— AIM OF THE TASK —
Using the entries that follow, collect the lines where the word "StorageBackend" appears.

— EXERCISE DATA —

#![allow(dead_code)]

use std::{net::SocketAddr, sync::Arc, time::Duration};

use application::MemoryStore;
use config::{JwtConfig, MessagingConfig};
use futures_util::{SinkExt, StreamExt};
use reqwest::Client;
use serde_json::{json, Value};
use tokio::{net::TcpListener, sync::oneshot, time::timeout};
use tokio_tungstenite::{
    connect_async, tungstenite::Message as TungsteniteMessage, MaybeTlsStream, WebSocketStream,
};
use web_api::{router, AppState, JwtService, Repositories};

pub type Socket = WebSocketStream<MaybeTlsStream<tokio::net::TcpStream>>;

pub struct TestServer {
    pub addr: SocketAddr,
    pub client: Client,
    pub jwt: Arc<JwtService>,
    pub store: MemoryStore,
    shutdown: Option<oneshot::Sender<()>>,
}

impl TestServer {
    pub async fn start() -> Self {
        Self::start_with(MessagingConfig {
            welcome_message: None,
            max_message_length: 2000,
        })
        .await
    }

    pub async fn start_with(messaging: MessagingConfig) -> Self {
        let store = MemoryStore::new();
        let jwt = Arc::new(JwtService::new(JwtConfig {
            secret: "integration-test-secret-with-32-plus-chars".to_string(),
            issuer: None,
            expiration_hours: 1,
        }));
        let state = AppState::new(
            Repositories {
                conversations: Arc::new(store.clone()),
                messages: Arc::new(store.clone()),
                users: Arc::new(store.clone()),
            },
            jwt.clone(),
            &messaging,
        );

        let listener = TcpListener::bind("127.0.0.1:0").await.expect("bind");
        let addr = listener.local_addr().expect("addr");
        let (shutdown_tx, shutdown_rx) = oneshot::channel::<()>();
        let app = router(state);

        tokio::spawn(async move {
            axum::serve(listener, app.into_make_service())
                .with_graceful_shutdown(async {
                    let _ = shutdown_rx.await;
                })
                .await
                .ok();
        });

        Self {
            addr,
            client: Client::new(),
            jwt,
            store,
            shutdown: Some(shutdown_tx),
        }
    }

    pub fn url(&self, path: &str) -> String {
        format!("http://{}{}", self.addr, path)
    }

    pub fn token(&self, user_id: &str) -> String {
        self.jwt
            .generate_token(user_id, None, Some(user_id))
            .expect("token")
    }

    /// 通过 `/auth/sync-user` 注册用户并返回其 token
    pub async fn sync_user(&self, user_id: &str) -> String {
        let token = self.token(user_id);
        let response = self
            .client
            .post(self.url("/auth/sync-user"))
            .bearer_auth(&token)
            .send()
            .await
            .expect("sync user");
        assert!(response.status().is_success());
        token
    }

    pub async fn get(&self, path: &str, token: &str) -> reqwest::Response {
        self.client
            .get(self.url(path))
            .bearer_auth(token)
            .send()
            .await
            .expect("get")
    }

    pub async fn post(&self, path: &str, token: &str, body: Value) -> reqwest::Response {
        self.client
            .post(self.url(path))
            .bearer_auth(token)
            .json(&body)
            .send()
            .await
            .expect("post")
    }

    pub async fn socket(&self, token: &str) -> Socket {
        let url = format!("ws://{}/socket?token={}", self.addr, token);
        let (socket, _) = connect_async(url).await.expect("connect socket");
        socket
    }
}

impl Drop for TestServer {
    fn drop(&mut self) {
        if let Some(tx) = self.shutdown.take() {
            let _ = tx.send(());
        }
    }
}

pub async fn emit(socket: &mut Socket, event: &str, data: Value) {
    let frame = json!({ "event": event, "data": data }).to_string();
    socket
        .send(TungsteniteMessage::Text(frame.into()))
        .await
        .expect("send frame");
}

/// 读取下一个 JSON 事件，超时返回 None
pub async fn next_event(socket: &mut Socket) -> Option<Value> {
    loop {
        let frame = timeout(Duration::from_secs(2), socket.next()).await.ok()??;
        match frame.ok()? {
            TungsteniteMessage::Text(text) => {
                return serde_json::from_str(text.as_str()).ok();
            }
            TungsteniteMessage::Close(_) => return None,
            _ => continue,
        }
    }
}

/// 加入房间后用一次无效发送做同步点，确保 join 已被服务端处理
pub async fn join(socket: &mut Socket, conversation_id: &str) {
    emit(socket, "joinConversation", json!(conversation_id)).await;
    emit(
        socket,
        "sendMessage",
        json!({ "senderId": "", "receiverId": "", "text": "" }),
    )
    .await;
    let event = next_event(socket).await.expect("sync event");
    assert_eq!(event["event"], "messageError");
}
//! 聊天客户端
//!
//! [`ConversationState`] 维护本地会话与消息视图（乐观写入、对账、回滚），
//! [`RealtimeClient`] 驱动 WebSocket 通道，[`HttpApi`] 封装 REST 接口。

pub mod error;
pub mod http;
pub mod realtime;
pub mod state;

pub use error::ClientError;
pub use http::HttpApi;
pub use realtime::RealtimeClient;
pub use state::{
    ChatEntry, ConversationState, ConversationSummary, EntryStatus, ParticipantSummary,
    SendFailure,
};
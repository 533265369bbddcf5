//! 主应用程序入口
//!
//! 加载配置，选择存储后端，启动 Axum HTTP + WebSocket 服务。

use std::sync::Arc;

use anyhow::Context;
use application::MemoryStore;
use axum::http::HeaderValue;
use config::{AppConfig, ServerConfig, StorageBackend};
use infrastructure::{Infrastructure, InfrastructureConfig};
use tower_http::{cors::CorsLayer, trace::TraceLayer};
use tracing_subscriber::EnvFilter;
use web_api::{router, AppState, JwtService, Repositories};

#[tokio::main]
async fn main() -> anyhow::Result<()> {
    let config = AppConfig::load().context("failed to load configuration")?;

    // RUST_LOG 优先，否则使用配置中的级别
    let filter = EnvFilter::try_from_default_env()
        .or_else(|_| EnvFilter::try_new(&config.logging.level))
        .context("invalid log filter")?;
    tracing_subscriber::fmt().with_env_filter(filter).init();

    tracing::info!(config = %config.sanitize(), "configuration loaded");

    let repositories = build_repositories(&config).await?;
    let jwt_service = Arc::new(JwtService::new(config.jwt.clone()));
    let state = AppState::new(repositories, jwt_service, &config.messaging);

    let app = router(state)
        .layer(cors_layer(&config.server))
        .layer(TraceLayer::new_for_http());

    let address = config.bind_address();
    let listener = tokio::net::TcpListener::bind(&address)
        .await
        .with_context(|| format!("failed to bind {address}"))?;

    tracing::info!("marketplace chat listening on http://{}", address);
    axum::serve(listener, app)
        .with_graceful_shutdown(shutdown_signal())
        .await?;

    tracing::info!("server stopped");
    Ok(())
}

async fn build_repositories(config: &AppConfig) -> anyhow::Result<Repositories> {
    match config.database.backend {
        StorageBackend::Memory => {
            tracing::warn!("using in-memory storage, data is lost on restart");
            let store = MemoryStore::new();
            Ok(Repositories {
                conversations: Arc::new(store.clone()),
                messages: Arc::new(store.clone()),
                users: Arc::new(store),
            })
        }
        StorageBackend::Postgres => {
            let infrastructure = Infrastructure::connect(InfrastructureConfig {
                database_url: config.database.url.clone(),
                max_connections: config.database.max_connections,
                run_migrations: config.database.run_migrations,
            })
            .await
            .context("failed to initialise postgres storage")?;
            tracing::info!("connected to postgres");

            Ok(Repositories {
                conversations: infrastructure.conversation_repository(),
                messages: infrastructure.message_repository(),
                users: infrastructure.user_repository(),
            })
        }
    }
}

fn cors_layer(server: &ServerConfig) -> CorsLayer {
    if server.cors_origins.is_empty() || server.cors_origins.iter().any(|origin| origin == "*") {
        return CorsLayer::permissive();
    }

    let origins: Vec<HeaderValue> = server
        .cors_origins
        .iter()
        .filter_map(|origin| match origin.parse() {
            Ok(value) => Some(value),
            Err(_) => {
                tracing::warn!(origin = %origin, "ignoring invalid CORS origin");
                None
            }
        })
        .collect();
    CorsLayer::permissive().allow_origin(origins)
}

async fn shutdown_signal() {
    if let Err(err) = tokio::signal::ctrl_c().await {
        tracing::error!(error = %err, "failed to listen for shutdown signal");
        std::future::pending::<()>().await;
    }
    tracing::info!("shutdown signal received");
}
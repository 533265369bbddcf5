use application::RealtimeSession;
use axum::extract::ws::{Message as WsMessage, WebSocket};
use domain::{ClientEvent, ServerEvent};
use futures_util::{SinkExt, StreamExt};
use tokio::sync::mpsc;

use crate::state::AppState;

/// 单个 WebSocket 连接
///
/// 发送任务独占 socket 的写端：既转发连接收到的 [`ServerEvent`]，
/// 也负责回复 pong。接收任务按到达顺序逐条处理客户端事件。
pub struct SocketConnection {
    socket: WebSocket,
    state: AppState,
    session: RealtimeSession,
    events: mpsc::UnboundedReceiver<ServerEvent>,
}

impl SocketConnection {
    pub fn new(
        socket: WebSocket,
        state: AppState,
        session: RealtimeSession,
        events: mpsc::UnboundedReceiver<ServerEvent>,
    ) -> Self {
        Self {
            socket,
            state,
            session,
            events,
        }
    }

    pub async fn run(self) {
        let Self {
            socket,
            state,
            session,
            mut events,
        } = self;
        let (mut sender, mut incoming) = socket.split();

        // 写命令通道，解耦对 sender 的访问
        let (cmd_tx, mut cmd_rx) = mpsc::channel::<WsCommand>(32);

        let send_task = tokio::spawn(async move {
            loop {
                tokio::select! {
                    Some(cmd) = cmd_rx.recv() => {
                        let WsCommand::SendPong(data) = cmd;
                        if sender.send(WsMessage::Pong(data.into())).await.is_err() {
                            tracing::warn!("failed to send pong frame");
                            break;
                        }
                    }
                    Some(event) = events.recv() => {
                        let payload = match serde_json::to_string(&event) {
                            Ok(json) => json,
                            Err(err) => {
                                tracing::warn!(error = %err, "failed to serialize server event");
                                continue;
                            }
                        };
                        if sender.send(WsMessage::Text(payload.into())).await.is_err() {
                            tracing::warn!("failed to send text frame");
                            break;
                        }
                    }
                    else => break,
                }
            }
        });

        let recv_state = state.clone();
        let recv_session = session.clone();
        let recv_task = tokio::spawn(async move {
            while let Some(Ok(message)) = incoming.next().await {
                if handle_incoming(&recv_state, &recv_session, message, &cmd_tx)
                    .await
                    .is_err()
                {
                    break;
                }
            }
        });

        tokio::select! {
            _ = send_task => {
                tracing::debug!(connection_id = %session.connection_id, "socket send task finished");
            }
            _ = recv_task => {
                tracing::debug!(connection_id = %session.connection_id, "socket receive task finished");
            }
        }

        // 断开即终态：房间成员关系全部丢弃，服务端不重试
        state.realtime.disconnect(&session).await;
    }
}

async fn handle_incoming(
    state: &AppState,
    session: &RealtimeSession,
    message: WsMessage,
    cmd_tx: &mpsc::Sender<WsCommand>,
) -> Result<(), ()> {
    match message {
        WsMessage::Close(_) => {
            tracing::debug!(connection_id = %session.connection_id, "socket close frame received");
            return Err(());
        }
        WsMessage::Ping(data) => {
            if cmd_tx.send(WsCommand::SendPong(data.to_vec())).await.is_err() {
                tracing::warn!("failed to queue pong frame");
                return Err(());
            }
        }
        WsMessage::Pong(_) => {}
        WsMessage::Text(text) => match serde_json::from_str::<ClientEvent>(text.as_str()) {
            Ok(event) => state.realtime.handle_event(session, event).await,
            Err(err) => {
                tracing::warn!(connection_id = %session.connection_id, error = %err, "ignoring malformed client event");
            }
        },
        WsMessage::Binary(_) => {
            tracing::debug!(connection_id = %session.connection_id, "ignoring binary frame");
        }
    }
    Ok(())
}

#[derive(Debug)]
enum WsCommand {
    SendPong(Vec<u8>),
}
use thiserror::Error;

/// 客户端错误
#[derive(Debug, Error)]
pub enum ClientError {
    #[error("websocket error: {0}")]
    WebSocket(#[from] Box<tokio_tungstenite::tungstenite::Error>),

    #[error("http error: {0}")]
    Http(#[from] reqwest::Error),

    #[error("serialization error: {0}")]
    Serialization(#[from] serde_json::Error),

    #[error("server responded with {status}: {body}")]
    Status { status: u16, body: String },

    #[error("invalid url: {0}")]
    InvalidUrl(String),

    #[error("connection closed")]
    Closed,
}

impl From<tokio_tungstenite::tungstenite::Error> for ClientError {
    fn from(value: tokio_tungstenite::tungstenite::Error) -> Self {
        ClientError::WebSocket(Box::new(value))
    }
}

pub type ClientResult<T> = Result<T, ClientError>;
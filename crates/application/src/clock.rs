use domain::Timestamp;

pub trait Clock: Send + Sync {
    fn now(&self) -> Timestamp;
}

#[derive(Debug, Default)]
pub struct SystemClock;

impl Clock for SystemClock {
    fn now(&self) -> Timestamp {
        chrono::Utc::now()
    }
}
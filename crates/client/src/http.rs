//! REST 接口封装
//!
//! `POST /messages/send` 只用于重试：请求携带与实时发送相同的
//! `clientMessageId`，服务器对同一键只持久化一次。

use domain::{ConversationId, Message, UserId};
use reqwest::{Client, RequestBuilder, Response, Url};
use serde::{de::DeserializeOwned, Deserialize, Serialize};

use crate::error::{ClientError, ClientResult};
use crate::state::{ChatEntry, ConversationState, ConversationSummary};

#[derive(Debug, Clone, Deserialize)]
#[serde(rename_all = "camelCase")]
pub struct ConversationHistory {
    pub conversation: ConversationSummary,
    pub messages: Vec<Message>,
}

#[derive(Debug, Clone, Deserialize)]
#[serde(rename_all = "camelCase")]
pub struct StartedConversation {
    pub conversation_id: ConversationId,
    #[serde(default)]
    pub last_message: Option<Message>,
}

#[derive(Debug, Serialize)]
#[serde(rename_all = "camelCase")]
struct SendBody<'a> {
    receiver_id: &'a str,
    text: &'a str,
    #[serde(skip_serializing_if = "Option::is_none")]
    client_message_id: Option<domain::ClientMessageId>,
    #[serde(skip_serializing_if = "Option::is_none")]
    conversation_id: Option<ConversationId>,
}

#[derive(Debug, Deserialize)]
struct MarkReadBody {
    updated: u64,
}

#[derive(Clone)]
pub struct HttpApi {
    client: Client,
    base_url: String,
    token: String,
}

impl HttpApi {
    /// `base_url` 形如 `http://host:port`
    pub fn new(base_url: impl Into<String>, token: impl Into<String>) -> Self {
        Self {
            client: Client::new(),
            base_url: base_url.into().trim_end_matches('/').to_string(),
            token: token.into(),
        }
    }

    pub async fn sync_user(&self) -> ClientResult<domain::User> {
        let request = self.client.post(self.url(&["auth", "sync-user"])?);
        self.execute(request).await
    }

    pub async fn conversations(&self) -> ClientResult<Vec<ConversationSummary>> {
        self.execute(self.client.get(self.url(&["conversations"])?)).await
    }

    pub async fn start_conversation(&self, other_user_id: &UserId) -> ClientResult<StartedConversation> {
        let request = self
            .client
            .post(self.url(&["messages", "start-conversation"])?)
            .json(&serde_json::json!({ "otherUserId": other_user_id.as_str() }));
        self.execute(request).await
    }

    pub async fn conversation_with(&self, peer: &UserId) -> ClientResult<ConversationHistory> {
        let url = self.url(&["messages", "conversation", peer.as_str()])?;
        self.execute(self.client.get(url)).await
    }

    pub async fn mark_read(&self, peer: &UserId) -> ClientResult<u64> {
        let url = self.url(&["messages", "conversation", peer.as_str(), "read"])?;
        let body: MarkReadBody = self.execute(self.client.post(url)).await?;
        Ok(body.updated)
    }

    /// 以同一幂等键重发一条待确认消息，返回服务器保存的记录
    pub async fn retry_send(&self, entry: &ChatEntry) -> ClientResult<Message> {
        let body = SendBody {
            receiver_id: entry.receiver_id.as_str(),
            text: &entry.text,
            client_message_id: entry.local_id,
            conversation_id: entry.conversation_id,
        };
        let request = self.client.post(self.url(&["messages", "send"])?).json(&body);
        self.execute(request).await
    }

    /// 重试所有待确认的发送并把结果并入状态，返回失败的次数
    pub async fn retry_pending(&self, state: &mut ConversationState) -> usize {
        let pending: Vec<ChatEntry> = state.pending().cloned().collect();
        let mut failed = 0;
        for entry in pending {
            match self.retry_send(&entry).await {
                Ok(message) => state.reconcile(message),
                Err(err) => {
                    tracing::warn!(receiver_id = %entry.receiver_id, error = %err, "retry failed");
                    failed += 1;
                }
            }
        }
        failed
    }

    /// 拉取与 `peer` 的会话历史并替换本地已确认部分
    pub async fn refresh_history(
        &self,
        state: &mut ConversationState,
        peer: &UserId,
    ) -> ClientResult<ConversationId> {
        let history = self.conversation_with(peer).await?;
        let conversation_id = history.conversation.id;
        state.load_history(peer, history.messages);
        Ok(conversation_id)
    }

    pub async fn refresh_conversations(&self, state: &mut ConversationState) -> ClientResult<()> {
        let summaries = self.conversations().await?;
        state.set_conversations(summaries);
        Ok(())
    }

    /// 按路径段拼接，段内的 `/`、`?`、`#` 等字符会被百分号编码
    fn url(&self, segments: &[&str]) -> ClientResult<Url> {
        let mut url = Url::parse(&self.base_url)
            .map_err(|err| ClientError::InvalidUrl(format!("{}: {err}", self.base_url)))?;
        url.path_segments_mut()
            .map_err(|_| ClientError::InvalidUrl(format!("{} cannot be a base", self.base_url)))?
            .pop_if_empty()
            .extend(segments);
        Ok(url)
    }

    async fn execute<T: DeserializeOwned>(&self, request: RequestBuilder) -> ClientResult<T> {
        let response = request.bearer_auth(&self.token).send().await?;
        decode(response).await
    }
}

async fn decode<T: DeserializeOwned>(response: Response) -> ClientResult<T> {
    let status = response.status();
    if !status.is_success() {
        let body = response.text().await.unwrap_or_default();
        return Err(ClientError::Status {
            status: status.as_u16(),
            body,
        });
    }
    Ok(response.json().await?)
}
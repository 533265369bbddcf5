use std::sync::Arc;

use application::{
    Clock, ConnectionHub, ConversationRepository, ConversationService,
    ConversationServiceDependencies, IdentityVerifier, MessageRepository, MessageService,
    MessageServiceDependencies, RealtimeService, SystemClock, UserRepository, UserService,
};
use config::MessagingConfig;

use crate::JwtService;

/// 存储后端（PostgreSQL 或内存）提供的仓储集合
#[derive(Clone)]
pub struct Repositories {
    pub conversations: Arc<dyn ConversationRepository>,
    pub messages: Arc<dyn MessageRepository>,
    pub users: Arc<dyn UserRepository>,
}

#[derive(Clone)]
pub struct AppState {
    pub conversation_service: Arc<ConversationService>,
    pub message_service: Arc<MessageService>,
    pub user_service: Arc<UserService>,
    pub realtime: Arc<RealtimeService>,
    pub jwt_service: Arc<JwtService>,
}

impl AppState {
    pub fn new(
        repositories: Repositories,
        jwt_service: Arc<JwtService>,
        messaging: &MessagingConfig,
    ) -> Self {
        let clock: Arc<dyn Clock> = Arc::new(SystemClock);

        let conversation_service = Arc::new(ConversationService::new(
            ConversationServiceDependencies {
                conversation_repository: repositories.conversations.clone(),
                message_repository: repositories.messages.clone(),
                user_repository: repositories.users.clone(),
                clock: clock.clone(),
                welcome_message: messaging.welcome_message.clone(),
            },
        ));
        let message_service = Arc::new(MessageService::new(MessageServiceDependencies {
            conversation_repository: repositories.conversations,
            message_repository: repositories.messages,
            conversation_service: conversation_service.clone(),
            clock: clock.clone(),
            max_message_length: messaging.max_message_length,
        }));
        let user_service = Arc::new(UserService::new(repositories.users, clock));
        let realtime = Arc::new(RealtimeService::new(
            Arc::new(ConnectionHub::new()),
            jwt_service.clone() as Arc<dyn IdentityVerifier>,
            conversation_service.clone(),
            message_service.clone(),
        ));

        Self {
            conversation_service,
            message_service,
            user_service,
            realtime,
            jwt_service,
        }
    }
}
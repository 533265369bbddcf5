use domain::{DomainError, RepositoryError};
use thiserror::Error;

use crate::identity::IdentityError;

#[derive(Debug, Error)]
pub enum ApplicationError {
    #[error("{0}")]
    Domain(#[from] DomainError),
    #[error("repository error: {0}")]
    Repository(RepositoryError),
    /// 存储或身份校验暂时不可用，由调用方决定是否重试
    #[error("service unavailable: {0}")]
    Unavailable(String),
    #[error("authentication failed: {0}")]
    Authentication(String),
}

impl ApplicationError {
    /// 稳定错误码，供 HTTP 响应与 `messageError` 使用
    pub fn code(&self) -> &'static str {
        match self {
            ApplicationError::Domain(err) => err.code(),
            ApplicationError::Repository(RepositoryError::NotFound) => "NOT_FOUND",
            ApplicationError::Repository(_) => "REPOSITORY_ERROR",
            ApplicationError::Unavailable(_) => "UNAVAILABLE",
            ApplicationError::Authentication(_) => "AUTHENTICATION_FAILED",
        }
    }
}

impl From<RepositoryError> for ApplicationError {
    fn from(value: RepositoryError) -> Self {
        match value {
            RepositoryError::Storage { message } => ApplicationError::Unavailable(message),
            other => ApplicationError::Repository(other),
        }
    }
}

impl From<IdentityError> for ApplicationError {
    fn from(value: IdentityError) -> Self {
        match value {
            IdentityError::InvalidToken(reason) => ApplicationError::Authentication(reason),
            IdentityError::Unavailable(reason) => ApplicationError::Unavailable(reason),
        }
    }
}
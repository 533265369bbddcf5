//! 基础设施层实现。
//!
//! 提供基于 PostgreSQL 的会话、消息、用户仓储，实现应用层定义的存储接口。

pub mod builder;
pub mod migrations;
pub mod repository;

pub use builder::{Infrastructure, InfrastructureConfig, InfrastructureError};
pub use migrations::MIGRATOR;
pub use repository::{
    create_pg_pool, PgConversationRepository, PgMessageRepository, PgStorage, PgUserRepository,
};
pub mod conversation_service;
pub mod message_service;
pub mod user_service;

pub use conversation_service::{
    ConversationService, ConversationServiceDependencies, ResolvedConversation,
};
pub use message_service::{
    AppendMessageRequest, MessageService, MessageServiceDependencies, SendDirectMessageRequest,
};
pub use user_service::UserService;

#[cfg(test)]
mod tests;
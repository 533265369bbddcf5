use serde::{Deserialize, Serialize};

use crate::conversation::Conversation;
use crate::errors::DomainError;
use crate::value_objects::{
    ClientMessageId, ConversationId, MessageId, MessageText, Timestamp, UserId,
};

/// 会话中的一条私信。创建后只有 `read` 可以修改。
#[derive(Debug, Clone, PartialEq, Eq, Serialize, Deserialize)]
#[serde(rename_all = "camelCase")]
pub struct Message {
    pub id: MessageId,
    pub conversation_id: ConversationId,
    pub sender_id: UserId,
    pub receiver_id: UserId,
    pub text: MessageText,
    pub timestamp: Timestamp,
    pub read: bool,
    #[serde(default, skip_serializing_if = "Option::is_none")]
    pub client_message_id: Option<ClientMessageId>,
}

impl Message {
    /// 构造新消息，要求 `{sender, receiver}` 恰好是会话的参与者集合
    pub fn new(
        id: MessageId,
        conversation: &Conversation,
        sender_id: UserId,
        receiver_id: UserId,
        text: MessageText,
        timestamp: Timestamp,
        client_message_id: Option<ClientMessageId>,
    ) -> Result<Self, DomainError> {
        if !conversation.participants.matches(&sender_id, &receiver_id) {
            return Err(DomainError::ParticipantMismatch);
        }
        Ok(Self {
            id,
            conversation_id: conversation.id,
            sender_id,
            receiver_id,
            text,
            timestamp,
            read: false,
            client_message_id,
        })
    }

    pub fn mark_read(&mut self) {
        self.read = true;
    }
}

#[cfg(test)]
mod tests {
    use chrono::Utc;

    use super::*;
    use crate::conversation::ParticipantPair;
    use crate::value_objects::ConversationId;

    fn uid(value: &str) -> UserId {
        UserId::parse(value).unwrap()
    }

    fn conversation() -> Conversation {
        let pair = ParticipantPair::new(uid("u1"), uid("u2")).unwrap();
        Conversation::new(ConversationId::new(), pair, Utc::now())
    }

    #[test]
    fn new_message_requires_matching_participants() {
        let conversation = conversation();
        let text = MessageText::new("hello").unwrap();

        let ok = Message::new(
            MessageId::new(),
            &conversation,
            uid("u2"),
            uid("u1"),
            text.clone(),
            Utc::now(),
            None,
        )
        .unwrap();
        assert_eq!(ok.conversation_id, conversation.id);
        assert!(!ok.read);

        let err = Message::new(
            MessageId::new(),
            &conversation,
            uid("u1"),
            uid("u3"),
            text,
            Utc::now(),
            None,
        )
        .unwrap_err();
        assert_eq!(err, DomainError::ParticipantMismatch);
    }

    #[test]
    fn message_uses_camel_case_on_the_wire() {
        let conversation = conversation();
        let message = Message::new(
            MessageId::new(),
            &conversation,
            uid("u1"),
            uid("u2"),
            MessageText::new("hello").unwrap(),
            Utc::now(),
            Some(ClientMessageId::new()),
        )
        .unwrap();

        let json = serde_json::to_value(&message).unwrap();
        assert_eq!(json["senderId"], "u1");
        assert_eq!(json["receiverId"], "u2");
        assert_eq!(json["text"], "hello");
        assert_eq!(json["read"], false);
        assert!(json["clientMessageId"].is_string());
    }
}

— RESULT OF THE EXERCISE —
use config::{AppConfig, ServerConfig, StorageBackend};
        StorageBackend::Memory => {
        StorageBackend::Postgres => {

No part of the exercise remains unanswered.